У меня не было ни малейшего ощущения того, что я чудом избежал смерти. Еще менее ощущал я какую бы то ни было радость от того, что снова нахожусь на базе. С опустошенной душой шел я по тропке, ведущей к подземной казарме. Я не пытался обходить лужи, ступал прямо по ним, не видя, где нахожусь, совершенно рассеянно, не ощущая — иду ли я, или шатаюсь, как пьяный. Вокруг простирались кукурузные поля. Я видел их зеленое покрытие, не глядя на них — ту зелень, которую я уже не ожидал увидеть никогда. Вчера она казалась близкой и знакомой, но теперь она была почти враждебной. Разумеется, она упрекала меня в том, что я не справился со своей миссией. От этой мысли мое сердце наполнилось великим унынием: кукуруза имела право продолжать расти, по крайней мер до осени, тогда как мое существование было незаслуженным и временным.

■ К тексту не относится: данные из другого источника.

//! Error handling for the results pipeline.
//!
//! Only I/O-level failures are errors. Ambiguous or malformed field values are
//! never raised; they are classified as outcomes and recorded in notes.

use std::path::PathBuf;
use thiserror::Error;

#[derive(Error, Debug)]
pub enum PipelineError {
    #[error("IO error: {0}")]
    Io(#[from] std::io::Error),

    #[error("Polars error: {0}")]
    Polars(#[from] polars::error::PolarsError),

    #[error("Input file not found at path: {path}")]
    InputNotFound { path: PathBuf },

    #[error("Missing required columns in {path}: {}", missing.join(", "))]
    MissingColumns { path: PathBuf, missing: Vec<String> },

    #[error("Configuration error: {message}")]
    Configuration { message: String },

    #[error("Failed to parse configuration file {path}: {source}")]
    ConfigParse {
        path: PathBuf,
        #[source]
        source: toml::de::Error,
    },

    #[error("Failed to write table {table} to {path}: {reason}")]
    WriteFailed {
        table: String,
        path: PathBuf,
        reason: String,
    },

    #[error("Background task failed: {0}")]
    Task(#[from] tokio::task::JoinError),
}

impl PipelineError {
    pub fn configuration(message: impl Into<String>) -> Self {
        Self::Configuration {
            message: message.into(),
        }
    }
}

pub type Result<T> = std::result::Result<T, PipelineError>;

После этой, весьма грустной прогулки по полям, Нагацука возвращается в казарму. Здесь он встречает группу добровольцев, которых еще не назначали на операцию:
Я отдал им честь, не говоря ни слова, и они, так же молча, отсалютовали мне. Наверное, они не могли решить: попробовать ли вывести меня из этого состояния смущения, или упрекнуть за трусость. Мне показалось, что на их лицах мелькнуло выражение сострадания…
Чтобы избежать их присутствия, он идет в помещение для офицеров.
Это был «зал» только по названию, на самом деле он более напоминал мрачную пещеру. Мой меч, конверт с моим завещанием — все лежало на моей койке.[869] Я написал тогда «погибший капитан Нагацука». Теперь этот кусок бумаги наполнил меня отвращением, он бросал мне вызов, он оскорблял меня. В ярости я схватил конверт и разорвал на мелкие куски. Затем я сбросил все с койки. Никто не посмел сказать ни слова. Даже лейтенант Танака, всегда болтавший не переставая, молчал. Все мы были раздавлены стыдом, мучимы угрызениями совести. Вытянувшись на койке, я постарался заснуть, но не мог. Состояние возбуждения сменилось огромной физической и духовной усталостью.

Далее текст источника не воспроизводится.